Utah, near Salt Lake City: A lightning strike was responsible for a wildfire that has dibs on a large geothermal power plant, homes, farms and campsites. Three people were killed in the fire when they tried to help a fellow farmer save his hay crop from it with sprinklers. The fire also downed power lines. It used drought-dried pinion trees as its fuel.
Inyo National Forest, near Yosemite National Park, California: the million-acre park as of today has lost over 17,000 acres to wildfire. Over 400 firefighters have been called to battle the blaze. Campers and people in a lodge have been evacuated.
Great Falls and Billings, Montana: Record temperatures were set Saturday in the persistent heat wave. Temps soared to 104. Cows outnumber people in the area two to one. (Hint: cows are big producers of methane, a very potent greenhouse gas that outpowers CO2 by 10 to 20 times. How? They fart alot. Guess that means my ex husband is a big contributor too.) One farmer complained that his hay crop was in danger of "disintegrating" in the heat.
Other baked Montana cities: Havre,105 degrees F, Bozeman, 106 and 107 in Missoula.
Cooking the residents of Idaho and setting more records: Boise, 105 F, Pocatello, 102 and Lewiston, 101, on Friday. The biggest producer of electricity in the state, Idaho Power, reported record consumption since they have kept records, which would be for the past 90 years, of electricity on Friday as people cranked up the air conditioners and glued themselves to their television sets to wait out the heat wave. The last record usage for the power company was set in 2006.
Phoenix, Arizona was in trouble as temps reached 115 on Wednesday. It dropped to 112 on Thursday.
Eastern Oregon: Record high temps were set on Thursday.
California cities: Needles, 115. San Fernando Valley of Los Angeles, 100. Wildfires burn from Santa Barbara to San Diego, fueled by the drought and high temps. One fire burned in Los Padres National Forest, where it has claimed nearly 500 acres so far.

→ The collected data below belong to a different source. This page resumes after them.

//! Benchmarks for the dispatch hot path and connect/disconnect churn.
//!
//! Run with: cargo bench -p sigwire --bench dispatch_bench

use criterion::{BenchmarkId, Criterion, Throughput, criterion_group, criterion_main};
use sigwire::prelude::*;
use std::hint::black_box;

// =============================================================================
// Dispatch
// =============================================================================

fn bench_dispatch(c: &mut Criterion) {
    let mut group = c.benchmark_group("signal/dispatch");

    for slots in [1usize, 16, 64, 256] {
        let signal: Signal<u64, u64> = Signal::new();
        for i in 0..slots as u64 {
            signal.connect(Slot::new(move |x: &u64| x.wrapping_add(i)), ConnectPosition::Back);
        }
        group.throughput(Throughput::Elements(slots as u64));
        group.bench_with_input(BenchmarkId::new("slots", slots), &signal, |b, signal| {
            b.iter(|| black_box(signal.invoke(&1)));
        });
    }

    group.finish();
}

fn bench_dispatch_with_tracking(c: &mut Criterion) {
    let mut group = c.benchmark_group("signal/dispatch_tracked");

    for slots in [16usize, 64] {
        let signal: Signal<u64, u64> = Signal::new();
        let mut keep_alive = Vec::new();
        for i in 0..slots as u64 {
            let dep = std::sync::Arc::new(i);
            signal.connect(
                Slot::new(move |x: &u64| x.wrapping_add(i)).track(&dep),
                ConnectPosition::Back,
            );
            keep_alive.push(dep);
        }
        group.throughput(Throughput::Elements(slots as u64));
        group.bench_with_input(BenchmarkId::new("slots", slots), &signal, |b, signal| {
            b.iter(|| black_box(signal.invoke(&1)));
        });
        drop(keep_alive);
    }

    group.finish();
}

// =============================================================================
// Connect / disconnect churn
// =============================================================================

fn bench_connect_disconnect(c: &mut Criterion) {
    let mut group = c.benchmark_group("signal/churn");

    group.bench_function("connect_disconnect", |b| {
        let signal: Signal<u64, u64> = Signal::new();
        b.iter(|| {
            let handle = signal.connect(Slot::new(|x: &u64| *x), ConnectPosition::Back);
            handle.disconnect();
        });
    });

    group.bench_function("grouped_connect_disconnect", |b| {
        let signal: Signal<u64, u64> = Signal::new();
        b.iter(|| {
            let handle =
                signal.connect_in_group(7, Slot::new(|x: &u64| *x), ConnectPosition::Back);
            handle.disconnect();
        });
    });

    group.finish();
}

criterion_group!(
    benches,
    bench_dispatch,
    bench_dispatch_with_tracking,
    bench_connect_disconnect
);
criterion_main!(benches);
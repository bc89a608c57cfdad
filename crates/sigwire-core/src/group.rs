#![forbid(unsafe_code)]

//! Ordering keys for connections.
//!
//! Every connection carries a [`GroupKey`]: either one of the two ungrouped
//! anchors or a user group value. The derived `Ord` gives the three-way
//! total order the dispatch pass relies on:
//!
//! ```text
//! FrontUngrouped < Grouped(g) in g's order < BackUngrouped
//! ```
//!
//! Within one key, insertion order is preserved by the list, with
//! [`ConnectPosition`] selecting front- or back-insertion per call.

/// Where a new connection lands relative to others with the same key.
#[derive(Debug, Clone, Copy, PartialEq, Eq, Default)]
pub enum ConnectPosition {
    /// Before existing connections with the same key.
    Front,
    /// After existing connections with the same key.
    #[default]
    Back,
}

/// Three-way ordering key for a connection.
///
/// Custom group orders are expressed through `G`'s `Ord` (wrap the group in
/// a newtype to invert or refine it).
#[derive(Debug, Clone, Copy, PartialEq, Eq, PartialOrd, Ord)]
pub enum GroupKey<G> {
    /// Ungrouped connection made with [`ConnectPosition::Front`].
    FrontUngrouped,
    /// Connection in a user group.
    Grouped(G),
    /// Ungrouped connection made with [`ConnectPosition::Back`].
    BackUngrouped,
}

impl<G> GroupKey<G> {
    /// Key for an ungrouped connection at the given position.
    pub fn ungrouped(position: ConnectPosition) -> Self {
        match position {
            ConnectPosition::Front => Self::FrontUngrouped,
            ConnectPosition::Back => Self::BackUngrouped,
        }
    }

    /// The group value, if this key is grouped.
    pub fn group(&self) -> Option<&G> {
        match self {
            Self::Grouped(g) => Some(g),
            _ => None,
        }
    }
}

#[cfg(test)]
mod tests {
    use super::*;

    #[test]
    fn three_way_total_order() {
        let front: GroupKey<i32> = GroupKey::FrontUngrouped;
        let back: GroupKey<i32> = GroupKey::BackUngrouped;
        assert!(front < GroupKey::Grouped(i32::MIN));
        assert!(GroupKey::Grouped(i32::MAX) < back);
        assert!(front < back);
    }

    #[test]
    fn grouped_keys_follow_group_order() {
        assert!(GroupKey::Grouped(1) < GroupKey::Grouped(2));
        assert_eq!(GroupKey::Grouped(3), GroupKey::Grouped(3));
    }

    #[test]
    fn ungrouped_key_from_position() {
        assert_eq!(
            GroupKey::<i32>::ungrouped(ConnectPosition::Front),
            GroupKey::FrontUngrouped
        );
        assert_eq!(
            GroupKey::<i32>::ungrouped(ConnectPosition::Back),
            GroupKey::BackUngrouped
        );
        assert!(GroupKey::<i32>::BackUngrouped.group().is_none());
        assert_eq!(GroupKey::Grouped(7).group(), Some(&7));
    }
}
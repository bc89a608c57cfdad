#![forbid(unsafe_code)]

//! The lazy slot-calling iterator at the heart of a dispatch pass.
//!
//! # Design
//!
//! [`DispatchIterator`] walks a snapshot's list in key order and yields
//! slot results on demand: nothing is invoked until the combiner pulls,
//! and each record is invoked at most once: `next()` computes each value
//! exactly once, so a combiner that peeks and then consumes cannot
//! double-invoke a slot.
//!
//! Per examined record, under the record's own lock, the iterator resolves
//! the tracked set into a small strong-reference batch and checks the
//! flags; records that are blocked, disconnected, or expired are skipped
//! (expiry also disconnects, whether detected at resolution or reported by
//! the callable itself). The strong batch and the record's in-flight mark
//! are held only for the duration of that one step, never across the
//! advance to the next record.
//!
//! The iterator also tallies connected vs. disconnected records seen;
//! the post-dispatch sweep decision reads the tally through
//! [`DispatchStats`], which outlives the iterator precisely so a panicking
//! slot cannot lose the bookkeeping.

use std::cell::Cell;

use crate::list::GroupedConnectionList;
use crate::record::{ConnectionRecord, StepDecision};
use crate::slot::TrackedBatch;

/// Connected/disconnected tally of one dispatch pass.
///
/// Shared by borrow between the iterator and the signal's post-pass sweep
/// sentinel; single-threaded by construction (one pass, one thread).
#[derive(Default)]
pub(crate) struct DispatchStats {
    connected: Cell<usize>,
    disconnected: Cell<usize>,
}

impl DispatchStats {
    pub(crate) fn note_connected(&self) {
        self.connected.set(self.connected.get() + 1);
    }

    pub(crate) fn note_disconnected(&self) {
        self.disconnected.set(self.disconnected.get() + 1);
    }

    pub(crate) fn connected(&self) -> usize {
        self.connected.get()
    }

    pub(crate) fn disconnected(&self) -> usize {
        self.disconnected.get()
    }
}

// Releases the record's in-flight hold even if the slot body panics.
struct StepGuard<'r, A: 'static, R: 'static, G>(&'r ConnectionRecord<A, R, G>);

impl<A: 'static, R: 'static, G> Drop for StepGuard<'_, A, R, G> {
    fn drop(&mut self) {
        self.0.end_dispatch_step();
    }
}

/// Lazy, forward-only, single-pass iterator over a snapshot's records.
pub struct DispatchIterator<'a, A, R, G> {
    list: &'a GroupedConnectionList<A, R, G>,
    args: &'a A,
    stats: &'a DispatchStats,
    position: usize,
    tracked: TrackedBatch,
}

impl<'a, A, R, G> DispatchIterator<'a, A, R, G> {
    pub(crate) fn new(
        list: &'a GroupedConnectionList<A, R, G>,
        args: &'a A,
        stats: &'a DispatchStats,
    ) -> Self {
        Self {
            list,
            args,
            stats,
            position: 0,
            tracked: TrackedBatch::new(),
        }
    }
}

impl<A: 'static, R: 'static, G> Iterator for DispatchIterator<'_, A, R, G> {
    type Item = R;

    fn next(&mut self) -> Option<R> {
        let list = self.list;
        while let Some(record) = list.get(self.position) {
            self.position += 1;
            self.tracked.clear();
            match record.acquire_for_dispatch(&mut self.tracked) {
                StepDecision::Call(call) => {
                    self.stats.note_connected();
                    let step = StepGuard(record.as_ref());
                    match call(self.args) {
                        Ok(value) => return Some(value),
                        Err(_expired) => {
                            // Call-time expiry: release the step, then
                            // lazily disconnect and move on.
                            drop(step);
                            record.disconnect();
                        }
                    }
                }
                StepDecision::Blocked => self.stats.note_connected(),
                StepDecision::Disconnected => self.stats.note_disconnected(),
            }
        }
        None
    }
}

#[cfg(test)]
mod tests {
    use super::*;
    use crate::error::ExpiredError;
    use crate::group::GroupKey;
    use crate::slot::Slot;
    use std::sync::Arc;
    use std::sync::atomic::{AtomicUsize, Ordering};

    fn push(
        list: &mut GroupedConnectionList<(), i32, i32>,
        slot: Slot<(), i32>,
    ) -> Arc<ConnectionRecord<(), i32, i32>> {
        let record = Arc::new(ConnectionRecord::new(GroupKey::BackUngrouped, slot));
        list.insert_back(Arc::clone(&record));
        record
    }

    #[test]
    fn yields_results_in_list_order() {
        let mut list = GroupedConnectionList::new();
        push(&mut list, Slot::new(|_: &()| 1));
        push(&mut list, Slot::new(|_: &()| 2));
        push(&mut list, Slot::new(|_: &()| 3));

        let stats = DispatchStats::default();
        let values: Vec<i32> = DispatchIterator::new(&list, &(), &stats).collect();
        assert_eq!(values, vec![1, 2, 3]);
        assert_eq!(stats.connected(), 3);
        assert_eq!(stats.disconnected(), 0);
    }

    #[test]
    fn slots_run_only_when_pulled() {
        let calls = Arc::new(AtomicUsize::new(0));
        let mut list = GroupedConnectionList::new();
        for _ in 0..3 {
            let calls = Arc::clone(&calls);
            push(
                &mut list,
                Slot::new(move |_: &()| calls.fetch_add(1, Ordering::SeqCst) as i32),
            );
        }

        let stats = DispatchStats::default();
        let mut iter = DispatchIterator::new(&list, &(), &stats);
        assert_eq!(calls.load(Ordering::SeqCst), 0);
        let _first = iter.next();
        assert_eq!(calls.load(Ordering::SeqCst), 1);
        drop(iter);
        // Unpulled records are never invoked.
        assert_eq!(calls.load(Ordering::SeqCst), 1);
    }

    #[test]
    fn blocked_and_disconnected_records_are_skipped() {
        let mut list = GroupedConnectionList::new();
        push(&mut list, Slot::new(|_: &()| 1));
        let blocked = push(&mut list, Slot::new(|_: &()| 2));
        let gone = push(&mut list, Slot::new(|_: &()| 3));
        push(&mut list, Slot::new(|_: &()| 4));

        blocked.block();
        gone.disconnect();

        let stats = DispatchStats::default();
        let values: Vec<i32> = DispatchIterator::new(&list, &(), &stats).collect();
        assert_eq!(values, vec![1, 4]);
        // Blocked still counts as connected; only `gone` is disconnected.
        assert_eq!(stats.connected(), 3);
        assert_eq!(stats.disconnected(), 1);
    }

    #[test]
    fn resolution_expiry_disconnects_and_skips() {
        let dep = Arc::new(0u8);
        let mut list = GroupedConnectionList::new();
        push(&mut list, Slot::new(|_: &()| 1));
        let expired = push(&mut list, Slot::new(|_: &()| 2).track(&dep));
        push(&mut list, Slot::new(|_: &()| 3));
        drop(dep);

        let stats = DispatchStats::default();
        let values: Vec<i32> = DispatchIterator::new(&list, &(), &stats).collect();
        assert_eq!(values, vec![1, 3]);
        assert!(!expired.is_connected());
        assert_eq!(stats.disconnected(), 1);
    }

    #[test]
    fn call_time_expiry_disconnects_and_continues() {
        let mut list = GroupedConnectionList::new();
        let failing = push(&mut list, Slot::fallible(|_: &()| Err(ExpiredError)));
        push(&mut list, Slot::new(|_: &()| 7));

        let stats = DispatchStats::default();
        let values: Vec<i32> = DispatchIterator::new(&list, &(), &stats).collect();
        assert_eq!(values, vec![7]);
        assert!(!failing.is_connected());
    }

    #[test]
    fn in_flight_hold_released_after_each_step() {
        let mut list = GroupedConnectionList::new();
        let record = push(&mut list, Slot::new(|_: &()| 5));

        let stats = DispatchStats::default();
        let mut iter = DispatchIterator::new(&list, &(), &stats);
        assert_eq!(iter.next(), Some(5));

        // The step ended: a disconnect now tears down immediately.
        record.disconnect();
        let mut batch = TrackedBatch::new();
        assert!(matches!(
            record.acquire_for_dispatch(&mut batch),
            StepDecision::Disconnected
        ));
    }

    #[test]
    fn exhausted_iterator_stays_exhausted() {
        let mut list = GroupedConnectionList::new();
        push(&mut list, Slot::new(|_: &()| 1));

        let stats = DispatchStats::default();
        let mut iter = DispatchIterator::new(&list, &(), &stats);
        assert_eq!(iter.next(), Some(1));
        assert_eq!(iter.next(), None);
        assert_eq!(iter.next(), None);
        assert_eq!(stats.connected(), 1);
    }
}
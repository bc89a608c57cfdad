#![forbid(unsafe_code)]

//! Garbage collection: physical removal of logically-disconnected records.
//!
//! Disconnect never erases; it only marks. Reclamation happens here, in
//! two modes driven by [`SweepPolicy`]:
//!
//! - *incremental*: a bounded number of positions advanced from a cursor
//!   the signal remembers across calls, run opportunistically whenever the
//!   signal mutex is already held and the snapshot is uniquely owned;
//! - *full*: the whole list, forced after a dispatch that saw more
//!   disconnected records than connected ones, so disconnect-heavy churn
//!   cannot grow the list without bound.
//!
//! Exact budgets are tuning, not correctness: any positive budget
//! guarantees eventual reclamation because the cursor persists.

use crate::list::GroupedConnectionList;

/// Decision logic for when and how much to sweep.
///
/// Defaults follow the original engine: one position per dispatch, two per
/// connect (connects must outpace the churn they add), full sweep once a
/// pass saw disconnected records outnumber connected ones.
#[derive(Debug, Clone, Copy, PartialEq, Eq)]
pub struct SweepPolicy {
    /// Positions examined by the opportunistic sweep on the dispatch path.
    pub dispatch_budget: usize,
    /// Positions examined by the opportunistic sweep on the connect path.
    pub connect_budget: usize,
}

impl Default for SweepPolicy {
    fn default() -> Self {
        Self {
            dispatch_budget: 1,
            connect_budget: 2,
        }
    }
}

impl SweepPolicy {
    /// Should a completed dispatch pass trigger a full sweep?
    pub fn full_sweep_due(&self, connected: usize, disconnected: usize) -> bool {
        disconnected > connected
    }
}

/// Erase disconnected records from `start` onward.
///
/// Examines at most `budget` positions (unbounded when `None`), optionally
/// disconnecting records whose tracked dependencies have expired before
/// checking the flag. Returns the position after the last examined record,
/// which becomes the cursor for the next incremental call.
///
/// The caller must own the list uniquely (copy-on-write discipline).
pub(crate) fn sweep<A: 'static, R: 'static, G>(
    list: &mut GroupedConnectionList<A, R, G>,
    start: usize,
    budget: Option<usize>,
    scan_expired: bool,
) -> usize {
    let mut position = start.min(list.len());
    let mut examined = 0usize;
    let mut erased = 0usize;
    while position < list.len() && budget.is_none_or(|limit| examined < limit) {
        let connected = {
            let Some(record) = list.get(position) else {
                break;
            };
            if scan_expired {
                record.disconnect_if_expired();
            }
            record.is_connected()
        };
        if connected {
            position += 1;
        } else {
            list.erase(position);
            erased += 1;
        }
        examined += 1;
    }
    if erased > 0 {
        tracing::trace!(erased, remaining = list.len(), "swept disconnected records");
    }
    position
}

#[cfg(test)]
mod tests {
    use super::*;
    use crate::group::GroupKey;
    use crate::record::ConnectionRecord;
    use crate::slot::Slot;
    use std::sync::Arc;

    fn list_of(n: usize) -> GroupedConnectionList<(), usize, i32> {
        let mut list = GroupedConnectionList::new();
        for tag in 0..n {
            list.insert_back(Arc::new(ConnectionRecord::new(
                GroupKey::BackUngrouped,
                Slot::new(move |_: &()| tag),
            )));
        }
        list
    }

    fn disconnect_at(list: &GroupedConnectionList<(), usize, i32>, positions: &[usize]) {
        for &position in positions {
            list.get(position)
                .expect("position in range")
                .disconnect();
        }
    }

    #[test]
    fn full_sweep_erases_every_disconnected_record() {
        let mut list = list_of(5);
        disconnect_at(&list, &[0, 2, 4]);

        let cursor = sweep(&mut list, 0, None, false);
        assert_eq!(list.len(), 2);
        assert_eq!(cursor, 2);
        assert!(list.iter().all(|record| record.is_connected()));
    }

    #[test]
    fn bounded_sweep_respects_the_budget() {
        let mut list = list_of(6);
        disconnect_at(&list, &[0, 1, 2, 3, 4, 5]);

        let cursor = sweep(&mut list, 0, Some(2), false);
        assert_eq!(list.len(), 4);
        assert_eq!(cursor, 0);
    }

    #[test]
    fn cursor_resumes_where_the_last_sweep_stopped() {
        let mut list = list_of(6);
        disconnect_at(&list, &[5]);

        let mut cursor = 0;
        for _ in 0..3 {
            cursor = sweep(&mut list, cursor, Some(2), false);
        }
        assert_eq!(list.len(), 5);
        assert_eq!(cursor, 5);
    }

    #[test]
    fn start_past_the_end_is_clamped() {
        let mut list = list_of(2);
        let cursor = sweep(&mut list, 99, Some(1), false);
        assert_eq!(cursor, 2);
        assert_eq!(list.len(), 2);
    }

    #[test]
    fn expiry_scan_disconnects_and_erases() {
        let dep = Arc::new(0u8);
        let mut list = GroupedConnectionList::new();
        list.insert_back(Arc::new(ConnectionRecord::new(
            GroupKey::<i32>::BackUngrouped,
            Slot::new(|_: &()| 0usize).track(&dep),
        )));
        drop(dep);

        // Without the scan the record looks connected and survives.
        sweep(&mut list, 0, None, false);
        assert_eq!(list.len(), 1);

        sweep(&mut list, 0, None, true);
        assert_eq!(list.len(), 0);
    }

    #[test]
    fn policy_full_sweep_trigger() {
        let policy = SweepPolicy::default();
        assert!(policy.full_sweep_due(1, 2));
        assert!(!policy.full_sweep_due(2, 2));
        assert!(!policy.full_sweep_due(3, 0));
        assert!(policy.full_sweep_due(0, 1));
    }

    #[test]
    fn default_budgets_match_the_engine() {
        let policy = SweepPolicy::default();
        assert_eq!(policy.dispatch_budget, 1);
        assert_eq!(policy.connect_budget, 2);
    }
}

Another fire rages near San Diego and has charred 110 acres at the time I wrote this. In Kern County, a fire that has been burning sine June 24 and burned over 19 square miles has destroyed 13 homes and 18 outbuildings. Lake Tahoe: Over 200 homes were destroyed in a wildfire that burned 3,100 acres.
California Rain: Only 3.21 inches of precipitation downtown between July 1, 2006, and June 30, 2007, the driest year on record, and 12 inches short of the norm.
Meanwhile, there is flooding in China, India, England, Italy, Spain, and other countries.
John Jakes said, "Be yourself. Above all, let who you are, what you are, what you believe, shine through every sentence you write, every piece you finish."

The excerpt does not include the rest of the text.